**DIRECTIONS**
Below are some records. Copy every line in them that holds "take".

Collected data entries:
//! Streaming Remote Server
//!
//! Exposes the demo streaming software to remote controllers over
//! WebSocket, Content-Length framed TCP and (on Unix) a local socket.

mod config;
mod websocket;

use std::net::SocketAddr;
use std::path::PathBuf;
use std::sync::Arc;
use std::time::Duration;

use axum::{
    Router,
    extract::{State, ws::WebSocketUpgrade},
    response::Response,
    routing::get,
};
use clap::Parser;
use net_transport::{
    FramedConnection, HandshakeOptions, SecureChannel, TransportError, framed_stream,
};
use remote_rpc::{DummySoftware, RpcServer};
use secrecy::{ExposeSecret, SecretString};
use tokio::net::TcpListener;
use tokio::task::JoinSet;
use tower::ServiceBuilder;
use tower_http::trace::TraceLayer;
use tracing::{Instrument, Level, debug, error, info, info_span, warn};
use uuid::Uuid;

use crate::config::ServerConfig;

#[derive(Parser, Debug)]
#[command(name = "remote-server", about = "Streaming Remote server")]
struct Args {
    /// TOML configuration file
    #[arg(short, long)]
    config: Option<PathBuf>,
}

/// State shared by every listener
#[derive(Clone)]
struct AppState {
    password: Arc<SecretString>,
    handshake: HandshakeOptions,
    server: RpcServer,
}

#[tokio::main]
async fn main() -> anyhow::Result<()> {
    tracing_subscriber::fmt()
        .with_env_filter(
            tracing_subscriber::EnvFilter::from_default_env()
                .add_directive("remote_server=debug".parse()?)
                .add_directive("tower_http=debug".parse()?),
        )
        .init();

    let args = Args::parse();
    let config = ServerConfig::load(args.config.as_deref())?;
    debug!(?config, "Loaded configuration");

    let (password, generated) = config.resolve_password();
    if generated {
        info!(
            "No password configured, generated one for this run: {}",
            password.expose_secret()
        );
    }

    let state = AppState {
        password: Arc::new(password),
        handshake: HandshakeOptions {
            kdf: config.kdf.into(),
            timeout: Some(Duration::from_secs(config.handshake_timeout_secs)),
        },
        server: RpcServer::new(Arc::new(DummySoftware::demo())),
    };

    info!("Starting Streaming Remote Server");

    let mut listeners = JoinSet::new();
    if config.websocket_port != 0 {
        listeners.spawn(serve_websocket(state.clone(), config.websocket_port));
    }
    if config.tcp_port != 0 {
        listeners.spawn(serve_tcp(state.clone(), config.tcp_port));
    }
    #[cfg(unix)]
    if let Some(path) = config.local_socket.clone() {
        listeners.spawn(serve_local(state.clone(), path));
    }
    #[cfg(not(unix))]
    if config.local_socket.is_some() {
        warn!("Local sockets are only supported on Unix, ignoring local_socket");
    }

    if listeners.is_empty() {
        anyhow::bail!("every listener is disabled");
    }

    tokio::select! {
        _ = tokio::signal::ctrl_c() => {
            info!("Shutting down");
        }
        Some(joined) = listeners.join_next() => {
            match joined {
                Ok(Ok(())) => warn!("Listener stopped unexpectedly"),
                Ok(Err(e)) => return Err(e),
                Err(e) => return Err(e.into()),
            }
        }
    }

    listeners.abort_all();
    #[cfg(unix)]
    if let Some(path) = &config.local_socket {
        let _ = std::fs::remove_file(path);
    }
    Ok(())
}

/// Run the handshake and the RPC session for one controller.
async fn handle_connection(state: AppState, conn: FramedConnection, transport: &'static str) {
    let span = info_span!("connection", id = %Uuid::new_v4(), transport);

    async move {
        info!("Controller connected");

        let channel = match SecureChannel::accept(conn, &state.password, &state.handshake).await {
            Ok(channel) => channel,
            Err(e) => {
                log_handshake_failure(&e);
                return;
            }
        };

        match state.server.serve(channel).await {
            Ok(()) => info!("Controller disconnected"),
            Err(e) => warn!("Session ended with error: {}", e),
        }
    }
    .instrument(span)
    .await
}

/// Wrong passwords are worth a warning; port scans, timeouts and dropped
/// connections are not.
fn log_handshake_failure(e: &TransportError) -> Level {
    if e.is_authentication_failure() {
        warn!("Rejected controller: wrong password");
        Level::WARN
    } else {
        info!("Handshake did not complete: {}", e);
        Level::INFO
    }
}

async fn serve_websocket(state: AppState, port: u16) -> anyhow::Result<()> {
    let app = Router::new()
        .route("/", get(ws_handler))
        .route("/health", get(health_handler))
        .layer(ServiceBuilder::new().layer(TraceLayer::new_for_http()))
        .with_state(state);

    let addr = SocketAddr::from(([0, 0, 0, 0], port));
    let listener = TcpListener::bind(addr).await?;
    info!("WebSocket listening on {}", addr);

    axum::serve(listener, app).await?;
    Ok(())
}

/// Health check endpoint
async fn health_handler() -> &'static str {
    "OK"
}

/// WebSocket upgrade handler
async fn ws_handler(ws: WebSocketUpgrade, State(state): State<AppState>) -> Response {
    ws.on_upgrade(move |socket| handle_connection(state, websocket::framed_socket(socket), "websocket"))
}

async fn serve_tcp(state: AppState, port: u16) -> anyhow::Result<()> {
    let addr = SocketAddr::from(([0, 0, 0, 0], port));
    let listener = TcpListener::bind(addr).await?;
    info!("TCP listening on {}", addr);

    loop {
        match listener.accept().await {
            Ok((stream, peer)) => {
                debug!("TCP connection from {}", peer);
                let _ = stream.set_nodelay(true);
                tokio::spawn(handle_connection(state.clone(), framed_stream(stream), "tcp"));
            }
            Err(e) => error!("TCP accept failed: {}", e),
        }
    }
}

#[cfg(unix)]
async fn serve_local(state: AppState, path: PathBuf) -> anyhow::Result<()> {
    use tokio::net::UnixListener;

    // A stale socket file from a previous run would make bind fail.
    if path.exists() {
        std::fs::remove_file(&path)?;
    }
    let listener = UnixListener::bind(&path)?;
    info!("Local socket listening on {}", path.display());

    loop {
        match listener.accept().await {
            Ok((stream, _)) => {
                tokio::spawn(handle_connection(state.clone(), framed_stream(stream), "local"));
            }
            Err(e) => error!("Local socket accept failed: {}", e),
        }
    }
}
==
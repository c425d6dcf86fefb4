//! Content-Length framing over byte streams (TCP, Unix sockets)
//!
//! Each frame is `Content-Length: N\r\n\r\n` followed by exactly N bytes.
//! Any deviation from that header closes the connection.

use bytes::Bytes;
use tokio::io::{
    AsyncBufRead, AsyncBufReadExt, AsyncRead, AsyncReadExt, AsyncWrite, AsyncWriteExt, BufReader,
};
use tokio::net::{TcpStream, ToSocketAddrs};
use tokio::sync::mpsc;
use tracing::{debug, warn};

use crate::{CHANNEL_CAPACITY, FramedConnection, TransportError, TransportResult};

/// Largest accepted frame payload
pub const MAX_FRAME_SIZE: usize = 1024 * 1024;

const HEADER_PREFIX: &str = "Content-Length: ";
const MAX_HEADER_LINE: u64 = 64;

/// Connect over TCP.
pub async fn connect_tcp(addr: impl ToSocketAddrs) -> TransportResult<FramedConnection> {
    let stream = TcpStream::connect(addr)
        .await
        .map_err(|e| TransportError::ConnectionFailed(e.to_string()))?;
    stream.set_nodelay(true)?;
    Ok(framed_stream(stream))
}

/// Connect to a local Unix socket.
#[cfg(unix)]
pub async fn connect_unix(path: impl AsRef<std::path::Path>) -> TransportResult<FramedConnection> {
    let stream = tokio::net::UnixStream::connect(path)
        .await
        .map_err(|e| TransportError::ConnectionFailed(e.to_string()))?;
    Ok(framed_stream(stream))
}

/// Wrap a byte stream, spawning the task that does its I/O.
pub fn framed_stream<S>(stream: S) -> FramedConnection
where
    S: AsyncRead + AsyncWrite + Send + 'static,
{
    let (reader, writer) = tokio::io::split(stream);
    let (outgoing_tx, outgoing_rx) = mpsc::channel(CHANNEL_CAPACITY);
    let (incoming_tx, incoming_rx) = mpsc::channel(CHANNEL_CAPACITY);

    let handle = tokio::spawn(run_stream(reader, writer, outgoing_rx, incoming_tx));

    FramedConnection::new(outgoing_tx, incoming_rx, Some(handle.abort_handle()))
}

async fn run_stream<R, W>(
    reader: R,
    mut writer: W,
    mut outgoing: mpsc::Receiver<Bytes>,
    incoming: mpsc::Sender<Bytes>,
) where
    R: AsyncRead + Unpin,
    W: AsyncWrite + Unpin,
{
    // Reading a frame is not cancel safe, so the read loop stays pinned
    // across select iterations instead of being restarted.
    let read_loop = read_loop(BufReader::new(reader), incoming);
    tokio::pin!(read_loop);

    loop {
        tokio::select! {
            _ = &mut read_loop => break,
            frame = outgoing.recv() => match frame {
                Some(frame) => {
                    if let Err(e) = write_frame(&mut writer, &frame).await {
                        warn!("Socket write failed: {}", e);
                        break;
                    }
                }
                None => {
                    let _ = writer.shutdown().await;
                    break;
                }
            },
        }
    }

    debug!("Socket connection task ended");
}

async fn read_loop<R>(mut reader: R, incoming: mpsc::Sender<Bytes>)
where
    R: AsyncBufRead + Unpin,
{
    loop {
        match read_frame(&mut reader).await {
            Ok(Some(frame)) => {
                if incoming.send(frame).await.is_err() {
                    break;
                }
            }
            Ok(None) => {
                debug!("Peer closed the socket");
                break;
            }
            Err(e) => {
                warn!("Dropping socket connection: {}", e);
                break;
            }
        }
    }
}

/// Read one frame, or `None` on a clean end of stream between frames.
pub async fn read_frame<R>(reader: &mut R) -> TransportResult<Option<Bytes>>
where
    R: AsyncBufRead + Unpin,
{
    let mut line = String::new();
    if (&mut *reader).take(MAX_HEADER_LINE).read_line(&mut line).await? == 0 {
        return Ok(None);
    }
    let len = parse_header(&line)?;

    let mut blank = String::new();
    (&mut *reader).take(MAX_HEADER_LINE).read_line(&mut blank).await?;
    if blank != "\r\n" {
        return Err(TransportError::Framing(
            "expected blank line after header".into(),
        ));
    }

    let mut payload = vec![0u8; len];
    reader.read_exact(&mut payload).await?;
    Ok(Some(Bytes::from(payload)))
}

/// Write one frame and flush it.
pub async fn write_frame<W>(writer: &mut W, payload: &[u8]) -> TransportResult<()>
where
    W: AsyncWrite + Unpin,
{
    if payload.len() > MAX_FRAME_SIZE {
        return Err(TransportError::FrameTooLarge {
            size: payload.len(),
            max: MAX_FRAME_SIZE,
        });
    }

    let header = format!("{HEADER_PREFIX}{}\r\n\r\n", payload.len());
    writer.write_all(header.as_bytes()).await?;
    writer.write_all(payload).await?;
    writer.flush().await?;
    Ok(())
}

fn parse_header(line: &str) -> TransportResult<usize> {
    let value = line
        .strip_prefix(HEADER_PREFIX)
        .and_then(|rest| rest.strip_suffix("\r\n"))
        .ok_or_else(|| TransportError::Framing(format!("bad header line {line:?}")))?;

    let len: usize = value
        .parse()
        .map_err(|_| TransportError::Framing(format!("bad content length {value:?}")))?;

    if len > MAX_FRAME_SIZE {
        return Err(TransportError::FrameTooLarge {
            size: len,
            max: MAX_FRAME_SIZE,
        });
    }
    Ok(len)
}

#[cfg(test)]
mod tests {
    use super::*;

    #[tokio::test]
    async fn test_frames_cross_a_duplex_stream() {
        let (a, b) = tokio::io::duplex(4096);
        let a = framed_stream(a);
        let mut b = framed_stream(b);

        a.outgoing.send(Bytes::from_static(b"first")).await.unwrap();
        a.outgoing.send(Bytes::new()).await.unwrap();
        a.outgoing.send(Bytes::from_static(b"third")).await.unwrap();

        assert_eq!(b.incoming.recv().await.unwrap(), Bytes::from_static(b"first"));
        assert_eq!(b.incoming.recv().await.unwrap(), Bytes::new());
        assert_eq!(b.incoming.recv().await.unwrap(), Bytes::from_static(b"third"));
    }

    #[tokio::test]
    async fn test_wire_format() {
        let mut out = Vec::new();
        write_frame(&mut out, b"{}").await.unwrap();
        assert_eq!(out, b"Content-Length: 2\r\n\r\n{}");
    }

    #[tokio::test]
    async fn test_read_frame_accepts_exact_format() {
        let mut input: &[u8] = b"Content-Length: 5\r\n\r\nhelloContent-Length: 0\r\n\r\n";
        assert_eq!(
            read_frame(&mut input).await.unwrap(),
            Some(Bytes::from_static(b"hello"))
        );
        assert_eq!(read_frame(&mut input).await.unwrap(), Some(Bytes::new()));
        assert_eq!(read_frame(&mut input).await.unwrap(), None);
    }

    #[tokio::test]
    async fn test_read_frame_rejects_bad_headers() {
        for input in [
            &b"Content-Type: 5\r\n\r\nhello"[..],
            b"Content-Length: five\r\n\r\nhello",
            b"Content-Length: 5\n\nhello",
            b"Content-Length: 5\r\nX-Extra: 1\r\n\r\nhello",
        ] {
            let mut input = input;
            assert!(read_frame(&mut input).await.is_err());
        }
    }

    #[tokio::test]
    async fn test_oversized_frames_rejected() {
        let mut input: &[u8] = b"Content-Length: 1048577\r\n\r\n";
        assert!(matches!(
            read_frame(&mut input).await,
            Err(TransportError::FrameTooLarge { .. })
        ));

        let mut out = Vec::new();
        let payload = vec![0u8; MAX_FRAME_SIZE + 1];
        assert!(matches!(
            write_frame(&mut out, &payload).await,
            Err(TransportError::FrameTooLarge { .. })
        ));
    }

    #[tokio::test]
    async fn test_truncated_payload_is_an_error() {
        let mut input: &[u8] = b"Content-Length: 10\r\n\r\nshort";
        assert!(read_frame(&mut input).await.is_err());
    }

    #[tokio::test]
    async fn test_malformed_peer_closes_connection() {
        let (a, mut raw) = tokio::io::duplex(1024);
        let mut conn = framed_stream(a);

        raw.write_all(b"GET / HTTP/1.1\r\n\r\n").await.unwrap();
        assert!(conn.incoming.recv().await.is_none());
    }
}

**WRITTEN RESPONSE**
    if (&mut *reader).take(MAX_HEADER_LINE).read_line(&mut line).await? == 0 {
    (&mut *reader).take(MAX_HEADER_LINE).read_line(&mut blank).await?;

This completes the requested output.